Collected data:
----------

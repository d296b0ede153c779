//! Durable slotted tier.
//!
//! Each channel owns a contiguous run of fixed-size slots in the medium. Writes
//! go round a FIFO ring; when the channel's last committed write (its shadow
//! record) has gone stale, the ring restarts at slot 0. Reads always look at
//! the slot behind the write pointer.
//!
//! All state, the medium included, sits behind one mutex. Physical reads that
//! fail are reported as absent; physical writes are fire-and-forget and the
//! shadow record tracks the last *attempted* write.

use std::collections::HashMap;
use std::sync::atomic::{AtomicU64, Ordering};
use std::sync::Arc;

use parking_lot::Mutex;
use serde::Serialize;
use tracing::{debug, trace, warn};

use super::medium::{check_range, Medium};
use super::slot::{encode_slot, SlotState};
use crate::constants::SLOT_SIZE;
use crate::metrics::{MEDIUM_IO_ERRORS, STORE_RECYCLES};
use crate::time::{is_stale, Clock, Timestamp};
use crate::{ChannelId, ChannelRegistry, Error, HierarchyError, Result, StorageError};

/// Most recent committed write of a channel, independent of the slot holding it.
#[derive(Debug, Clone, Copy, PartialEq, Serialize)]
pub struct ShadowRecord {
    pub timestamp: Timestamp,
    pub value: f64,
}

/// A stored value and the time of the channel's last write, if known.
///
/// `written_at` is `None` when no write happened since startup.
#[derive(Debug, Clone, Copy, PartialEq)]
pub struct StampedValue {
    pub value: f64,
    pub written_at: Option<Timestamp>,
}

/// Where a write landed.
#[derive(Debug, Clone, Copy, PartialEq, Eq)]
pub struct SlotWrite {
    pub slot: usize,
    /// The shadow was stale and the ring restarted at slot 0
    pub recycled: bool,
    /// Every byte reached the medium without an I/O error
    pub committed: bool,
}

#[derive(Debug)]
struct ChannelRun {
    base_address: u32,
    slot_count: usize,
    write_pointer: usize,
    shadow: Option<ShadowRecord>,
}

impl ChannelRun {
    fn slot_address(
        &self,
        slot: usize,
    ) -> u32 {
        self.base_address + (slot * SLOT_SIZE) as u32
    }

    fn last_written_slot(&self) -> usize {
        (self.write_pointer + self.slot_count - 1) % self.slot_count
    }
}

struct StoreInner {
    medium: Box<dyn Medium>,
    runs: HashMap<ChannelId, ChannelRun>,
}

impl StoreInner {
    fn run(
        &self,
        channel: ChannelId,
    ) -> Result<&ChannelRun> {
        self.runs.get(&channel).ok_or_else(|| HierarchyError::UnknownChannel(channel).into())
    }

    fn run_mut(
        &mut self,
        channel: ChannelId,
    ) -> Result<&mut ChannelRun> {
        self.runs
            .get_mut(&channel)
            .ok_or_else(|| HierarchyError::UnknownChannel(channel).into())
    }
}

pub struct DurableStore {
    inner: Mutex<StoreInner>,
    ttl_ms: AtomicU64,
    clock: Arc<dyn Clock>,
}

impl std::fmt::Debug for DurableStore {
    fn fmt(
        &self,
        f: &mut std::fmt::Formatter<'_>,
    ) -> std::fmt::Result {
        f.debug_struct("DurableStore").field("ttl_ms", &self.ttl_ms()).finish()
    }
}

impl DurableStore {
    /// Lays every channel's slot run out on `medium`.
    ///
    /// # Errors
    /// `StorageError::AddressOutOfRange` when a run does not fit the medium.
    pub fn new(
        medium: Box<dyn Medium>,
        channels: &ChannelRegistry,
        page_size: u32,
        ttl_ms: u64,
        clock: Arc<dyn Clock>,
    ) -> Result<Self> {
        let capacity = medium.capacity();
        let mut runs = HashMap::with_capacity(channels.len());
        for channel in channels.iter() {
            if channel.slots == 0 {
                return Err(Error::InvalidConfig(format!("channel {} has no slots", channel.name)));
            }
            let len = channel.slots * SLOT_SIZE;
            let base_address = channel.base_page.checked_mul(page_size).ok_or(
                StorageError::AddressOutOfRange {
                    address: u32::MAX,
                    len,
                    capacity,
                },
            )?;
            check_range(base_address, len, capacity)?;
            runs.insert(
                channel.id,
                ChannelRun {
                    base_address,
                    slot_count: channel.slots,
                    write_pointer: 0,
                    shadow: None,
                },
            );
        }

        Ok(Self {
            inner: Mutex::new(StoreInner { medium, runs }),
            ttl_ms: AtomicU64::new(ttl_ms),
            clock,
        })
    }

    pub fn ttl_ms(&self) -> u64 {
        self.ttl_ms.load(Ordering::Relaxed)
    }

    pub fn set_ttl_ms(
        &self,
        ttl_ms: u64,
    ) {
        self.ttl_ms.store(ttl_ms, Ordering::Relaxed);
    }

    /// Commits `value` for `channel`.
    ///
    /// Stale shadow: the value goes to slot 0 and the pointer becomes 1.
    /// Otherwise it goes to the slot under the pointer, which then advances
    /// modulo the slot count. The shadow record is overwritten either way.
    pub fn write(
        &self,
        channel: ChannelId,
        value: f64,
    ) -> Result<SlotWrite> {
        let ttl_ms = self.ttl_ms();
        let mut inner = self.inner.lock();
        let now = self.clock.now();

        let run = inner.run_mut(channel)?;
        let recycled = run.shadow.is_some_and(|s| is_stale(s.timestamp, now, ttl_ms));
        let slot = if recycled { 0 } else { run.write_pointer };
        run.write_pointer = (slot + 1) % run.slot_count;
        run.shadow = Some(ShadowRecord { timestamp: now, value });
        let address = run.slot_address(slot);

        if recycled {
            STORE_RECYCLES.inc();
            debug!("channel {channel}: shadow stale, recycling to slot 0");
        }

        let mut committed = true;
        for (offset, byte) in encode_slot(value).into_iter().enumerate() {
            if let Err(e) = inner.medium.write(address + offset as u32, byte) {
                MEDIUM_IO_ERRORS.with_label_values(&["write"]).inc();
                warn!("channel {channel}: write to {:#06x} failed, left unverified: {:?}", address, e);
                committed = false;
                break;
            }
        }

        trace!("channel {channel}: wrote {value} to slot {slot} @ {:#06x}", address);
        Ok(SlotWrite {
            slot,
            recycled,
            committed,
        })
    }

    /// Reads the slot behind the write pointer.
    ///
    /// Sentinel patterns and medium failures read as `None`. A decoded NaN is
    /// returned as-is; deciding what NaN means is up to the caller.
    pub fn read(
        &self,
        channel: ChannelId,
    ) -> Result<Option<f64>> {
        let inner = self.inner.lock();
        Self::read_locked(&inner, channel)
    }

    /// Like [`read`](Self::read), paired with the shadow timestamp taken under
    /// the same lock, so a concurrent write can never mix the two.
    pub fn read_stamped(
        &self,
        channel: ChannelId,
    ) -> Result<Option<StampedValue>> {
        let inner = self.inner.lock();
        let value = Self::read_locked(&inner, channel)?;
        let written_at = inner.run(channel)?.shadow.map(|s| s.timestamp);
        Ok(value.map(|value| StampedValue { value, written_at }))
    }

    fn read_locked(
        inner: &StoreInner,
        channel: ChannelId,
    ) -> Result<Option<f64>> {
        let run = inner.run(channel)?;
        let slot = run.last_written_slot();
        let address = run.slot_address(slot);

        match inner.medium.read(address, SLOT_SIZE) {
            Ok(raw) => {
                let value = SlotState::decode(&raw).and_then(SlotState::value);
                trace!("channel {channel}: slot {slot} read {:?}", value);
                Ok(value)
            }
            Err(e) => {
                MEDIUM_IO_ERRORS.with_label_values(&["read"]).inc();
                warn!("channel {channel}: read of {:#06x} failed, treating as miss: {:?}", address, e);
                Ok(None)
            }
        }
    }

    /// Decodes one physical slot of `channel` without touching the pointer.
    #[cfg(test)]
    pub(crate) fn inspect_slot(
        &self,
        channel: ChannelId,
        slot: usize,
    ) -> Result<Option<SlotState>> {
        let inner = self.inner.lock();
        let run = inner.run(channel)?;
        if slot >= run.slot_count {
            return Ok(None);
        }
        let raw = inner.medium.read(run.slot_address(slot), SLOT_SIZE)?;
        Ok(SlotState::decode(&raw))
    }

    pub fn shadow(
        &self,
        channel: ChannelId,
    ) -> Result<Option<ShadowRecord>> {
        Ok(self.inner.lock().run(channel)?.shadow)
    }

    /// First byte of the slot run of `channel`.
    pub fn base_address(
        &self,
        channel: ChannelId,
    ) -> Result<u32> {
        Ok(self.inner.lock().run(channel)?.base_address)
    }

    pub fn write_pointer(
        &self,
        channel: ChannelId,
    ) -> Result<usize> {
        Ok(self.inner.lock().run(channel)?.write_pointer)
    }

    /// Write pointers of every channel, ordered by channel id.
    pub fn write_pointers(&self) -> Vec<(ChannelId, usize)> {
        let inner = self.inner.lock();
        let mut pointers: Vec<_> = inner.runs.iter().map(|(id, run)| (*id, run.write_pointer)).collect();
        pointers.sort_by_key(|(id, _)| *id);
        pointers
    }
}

----------

*WHAT IS REQUIRED*:
Looking at the entries above, count each line in which the word "channels" occurs, then give the total and nothing further.

*SOLUTION TO THE PROBLEM*:
3